It is concluded that the lateral line canals and portions of lateral line canals contained within different dermal bones are influenced more strongly by their canal identity than by the developmental origins and/or structural and functional demands of the different dermal bone(s) in which they are found. These results confirm findings in another study  that showed that canal morphology and dermal bones can evolve independently and support the notion that integration at several levels (canals, canal portions, canal segments) maintains the integrity of the lateral line canal system as a single functional unit (module; [66, 77]).

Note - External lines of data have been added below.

// ===== impl MpReachNlri =====

impl MpReachNlri {
    pub const MIN_LEN: u16 = 5;

    fn encode(&self, buf: &mut BytesMut) {
        buf.put_u8((AttrFlags::OPTIONAL | AttrFlags::EXTENDED).bits());
        buf.put_u8(AttrType::MpReachNlri as u8);

        // The length field will be initialized later.
        let start_pos = buf.len();
        buf.put_u16(0);

        // Encode attribute data.
        match self {
            MpReachNlri::Ipv4Unicast { prefixes, nexthop } => {
                buf.put_u16(Afi::Ipv4 as u16);
                buf.put_u8(Safi::Unicast as u8);
                buf.put_u8(Ipv4Addr::LENGTH as u8);
                buf.put_ipv4(nexthop);
                buf.put_u8(0);
                Ipv4Unicast::serialize(prefixes, buf);
            }
            MpReachNlri::Ipv6Unicast {
                prefixes,
                nexthop,
                ll_nexthop,
            } => {
                buf.put_u16(Afi::Ipv6 as u16);
                buf.put_u8(Safi::Unicast as u8);
                if let Some(ll_nexthop) = ll_nexthop {
                    buf.put_u8((Ipv6Addr::LENGTH * 2) as u8);
                    buf.put_ipv6(nexthop);
                    buf.put_ipv6(ll_nexthop);
                } else {
                    buf.put_u8(Ipv6Addr::LENGTH as u8);
                    buf.put_ipv6(nexthop);
                }
                buf.put_u8(0);
                Ipv6Unicast::serialize(prefixes, buf);
            }
        }

        // Rewrite attribute length.
        let attr_len = (buf.len() - start_pos - 2) as u16;
        buf[start_pos..start_pos + 2].copy_from_slice(&attr_len.to_be_bytes());
    }

    pub(crate) fn decode(
        buf: &mut Bytes,
        cxt: &DecodeCxt,
        mp_reach: &mut Option<Self>,
    ) -> Result<(), AttrError> {
        if buf.remaining() < Self::MIN_LEN as usize {
            return Err(AttrError::Reset);
        }

        // Parse AFI.
        let afi = buf.try_get_u16().map_err(|_| AttrError::Reset)?;
        let Some(afi) = Afi::from_u16(afi) else {
            // Ignore unknown AFI.
            return Err(AttrError::Discard);
        };

        // Parse SAFI.
        let safi = buf.try_get_u8().map_err(|_| AttrError::Reset)?;
        if Safi::from_u8(safi) != Some(Safi::Unicast) {
            // Ignore unsupported SAFI.
            return Err(AttrError::Discard);
        };

        match afi {
            Afi::Ipv4 => {
                // Parse nexthop.
                let nexthop_len =
                    buf.try_get_u8().map_err(|_| AttrError::Reset)?;
                if nexthop_len as usize != Ipv4Addr::LENGTH {
                    return Err(AttrError::Reset);
                }
                let nexthop =
                    buf.try_get_ipv4().map_err(|_| AttrError::Reset)?;

                // Parse prefixes.
                let _reserved =
                    buf.try_get_u8().map_err(|_| AttrError::Reset)?;
                let add_path = cxt.add_path_rx(AfiSafi::Ipv4Unicast);
                let prefixes = Ipv4Unicast::parse(buf, add_path)
                    .map_err(|_| AttrError::Reset)?;

                *mp_reach =
                    Some(MpReachNlri::Ipv4Unicast { prefixes, nexthop });
            }
            Afi::Ipv6 => {
                let mut ll_nexthop = None;

                // Parse nexthops(s).
                let nexthop_len =
                    buf.try_get_u8().map_err(|_| AttrError::Reset)? as usize;
                if nexthop_len != Ipv6Addr::LENGTH
                    && nexthop_len != Ipv6Addr::LENGTH * 2
                {
                    return Err(AttrError::Reset);
                }
                let nexthop =
                    buf.try_get_ipv6().map_err(|_| AttrError::Reset)?;
                if nexthop_len == Ipv6Addr::LENGTH * 2 {
                    ll_nexthop =
                        Some(buf.try_get_ipv6().map_err(|_| AttrError::Reset)?);
                }

                // Parse prefixes.
                let _reserved =
                    buf.try_get_u8().map_err(|_| AttrError::Reset)?;
                let add_path = cxt.add_path_rx(AfiSafi::Ipv6Unicast);
                let prefixes = Ipv6Unicast::parse(buf, add_path)
                    .map_err(|_| AttrError::Reset)?;

                *mp_reach = Some(MpReachNlri::Ipv6Unicast {
                    prefixes,
                    nexthop,
                    ll_nexthop,
                });
            }
        }

        Ok(())
    }
}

Heterochrony, modularity and the convergent evolution of widened canals
Widened canals have evolved among a small number of diverse families of marine and freshwater fishes . Several groups of mesopelagic (deep-water) marine fishes have generally widened canals (for example, melamphaeids, morids, macrourids; reviewed by ), which presumably evolved in response to the need to detect hydrodynamic disturbances in a featureless, three-dimensional environment. In contrast, some benthic feeding freshwater and marine species demonstrate mosaic lateral line phenotypes (narrow and widened phenotypes among different canals in the same individual). Two notable examples are the freshwater cyprinid Notropis buccatus (=Ericymba buccata, silverjaw minnow, ) and marine pleuronectid flatfishes of the genus Glyptocephalus (rex sole, witch flounder, [79–81]), both of which are thought to use their lateral line systems to detect benthic invertebrate prey living in sandy substrates, like Aulonocara. In N. buccatus, the dorsal canals (supraorbital, supratemporal) are narrow and the ventral, or ventrally directed canals (mandibular, preopercular, infraorbital) are widened, with unusual, elongate neuromasts that extend across the canal under bony bridges that represent a reduced canal roof , not unlike those in zebrafish (Danio rerio, unpublished observations). In Glyptocephalus species the canals on the eyed (right, functionally dorsal) side are narrow, but those on the blind (left, functionally ventral) side are widened with large diamond-shaped canal neuromasts [79–81]. Evolution of the widened canals in these fishes is likely the result of natural selection for functional modification of a subset (ventral or left, in N. buccatus and Glyptocephalus species, respectively) of canals via local heterochrony, presumably during the larval stage. In contrast, the overall similarity in morphology among canals and similarity in rates for the SO (dorsal) and MD (ventral) canals in Aulonocar a suggests a resistance to local heterochronic shifts in favor of more global evolutionary changes in lateral line canal morphology. Aulonocara species inhabit a range of depths (to 70 meters) and often live in caves in Lake Malawi [45, 46]. Widened lateral line canals may have initially evolved for enhanced reception of stimuli associated with, for instance, predator avoidance or social interactions in low light environments, and subsequently took on a role in the detection of benthic prey.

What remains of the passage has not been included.